__What you have to do__: Give back exactly the first lines of the entries below, through the line with "by user code.".
Segment Start: Provided data
//! The event taxonomy a fiber can suspend on.
//!
//! Each variant carries exactly what the scheduler needs to (a) decide
//! whether the event is immediate or must wait on readiness/a deadline,
//! and (b) perform the underlying operation once it is ready. Socket
//! wrappers only ever *produce* these; firing them (the actual
//! syscall) is the scheduler's job (see `scheduler::fire`).

use std::cell::RefCell;
use std::future::Future;
use std::pin::Pin;
use std::rc::Rc;
use std::time::Instant;

use bytes::Bytes;
use socket2::Socket;

use crate::error::SchedulerError;
use crate::socket::{Connection, Listener};

/// Identifies a fiber for the lifetime of the scheduler that spawned it.
/// Handed back by [`crate::fiber::spawn`] so callers can `join` or `kill`
/// it later.
#[derive(Debug, Clone, Copy, PartialEq, Eq, Hash)]
pub struct FiberId(pub(crate) u64);

impl std::fmt::Display for FiberId {
    fn fmt(&self, f: &mut std::fmt::Formatter<'_>) -> std::fmt::Result {
        write!(f, "fiber#{}", self.0)
    }
}

/// A fiber body: a boxed, pinned future whose only meaningful output is
/// whether it succeeded or failed. An explicit terminal *value* (as
/// opposed to mere success) is carried out-of-band via `End`, never
/// through this `Result`.
pub(crate) type BoxedFiberFuture = Pin<Box<dyn Future<Output = Result<(), SchedulerError>>>>;

pub(crate) enum Event {
    /// Resumes the yielder immediately with `Value::Unit`; used to give
    /// other fibers a turn without waiting on anything.
    Null,

    /// Registers `future` as a brand-new, independently-running fiber
    /// and resumes the yielder with the new fiber's id.
    Spawn(BoxedFiberFuture),

    /// Registers `future` as a new fiber whose termination resumes the
    /// yielder directly, instead of requiring an explicit `join`.
    Delegate(BoxedFiberFuture),

    /// Internal bookkeeping state a fiber is parked in after its
    /// `Delegate` has been registered; never constructed by user code.
    AwaitingChild(FiberId),

    /// Parks the fiber until `deadline` elapses.
    Sleep { deadline: Instant },

    /// Parks the fiber until `conn`'s socket is readable, then reads up
    /// to `bufsize` bytes.
    Readable { conn: Connection, bufsize: usize },

    /// Parks the fiber until `conn`'s socket is writable, then writes
    /// `data`. If `sendall` is set the event re-parks itself with the
    /// unwritten remainder until every byte has been accepted by the
    /// kernel, instead of resuming the fiber after a single partial
    /// write.
    Writable {
        conn: Connection,
        data: Bytes,
        sendall: bool,
    },

    /// Parks the fiber until `listener` has a pending connection.
    Accept { listener: Listener },

    /// Parks the fiber until the in-flight non-blocking `connect(2)` on
    /// `socket` resolves (successfully or not).
    Connect { socket: Rc<RefCell<Socket>> },

    /// Immediately registers `target` for termination; if it is already
    /// running, its next resumption is forced with
    /// `SchedulerError::Cancelled`.
    Kill { target: FiberId },

    /// Parks the fiber until `target` terminates, then resumes with its
    /// terminal value or re-raises its failure.
    Join { target: FiberId },

    /// Immediately terminates the yielding fiber with `value` as its
    /// terminal value, bypassing whatever the fiber's future would
    /// otherwise have returned.
    End(Rc<dyn std::any::Any>),

    /// Forces an exception into a fiber at its current suspension
    /// point, independent of what it was otherwise waiting on. Never
    /// stored as a fiber's own pending event; used only to annotate a
    /// forced resumption in traces.
    ExceptionInject(SchedulerError),
}

impl Event {
    pub(crate) fn label(&self) -> &'static str {
        match self {
            Event::Null => "null",
            Event::Spawn(_) => "spawn",
            Event::Delegate(_) => "delegate",
            Event::AwaitingChild(_) => "awaiting-child",
            Event::Sleep { .. } => "sleep",
            Event::Readable { .. } => "readable",
            Event::Writable { .. } => "writable",
            Event::Accept { .. } => "accept",
            Event::Connect { .. } => "connect",
            Event::Kill { .. } => "kill",
            Event::Join { .. } => "join",
            Event::End(_) => "end",
            Event::ExceptionInject(_) => "exception-inject",
        }
    }
}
Segment End: Provided data
__Response__:
//! The event taxonomy a fiber can suspend on.
//!
//! Each variant carries exactly what the scheduler needs to (a) decide
//! whether the event is immediate or must wait on readiness/a deadline,
//! and (b) perform the underlying operation once it is ready. Socket
//! wrappers only ever *produce* these; firing them (the actual
//! syscall) is the scheduler's job (see `scheduler::fire`).

use std::cell::RefCell;
use std::future::Future;
use std::pin::Pin;
use std::rc::Rc;
use std::time::Instant;

use bytes::Bytes;
use socket2::Socket;

use crate::error::SchedulerError;
use crate::socket::{Connection, Listener};

/// Identifies a fiber for the lifetime of the scheduler that spawned it.
/// Handed back by [`crate::fiber::spawn`] so callers can `join` or `kill`
/// it later.
#[derive(Debug, Clone, Copy, PartialEq, Eq, Hash)]
pub struct FiberId(pub(crate) u64);

impl std::fmt::Display for FiberId {
    fn fmt(&self, f: &mut std::fmt::Formatter<'_>) -> std::fmt::Result {
        write!(f, "fiber#{}", self.0)
    }
}

/// A fiber body: a boxed, pinned future whose only meaningful output is
/// whether it succeeded or failed. An explicit terminal *value* (as
/// opposed to mere success) is carried out-of-band via `End`, never
/// through this `Result`.
pub(crate) type BoxedFiberFuture = Pin<Box<dyn Future<Output = Result<(), SchedulerError>>>>;

pub(crate) enum Event {
    /// Resumes the yielder immediately with `Value::Unit`; used to give
    /// other fibers a turn without waiting on anything.
    Null,

    /// Registers `future` as a brand-new, independently-running fiber
    /// and resumes the yielder with the new fiber's id.
    Spawn(BoxedFiberFuture),

    /// Registers `future` as a new fiber whose termination resumes the
    /// yielder directly, instead of requiring an explicit `join`.
    Delegate(BoxedFiberFuture),

    /// Internal bookkeeping state a fiber is parked in after its
    /// `Delegate` has been registered; never constructed by user code.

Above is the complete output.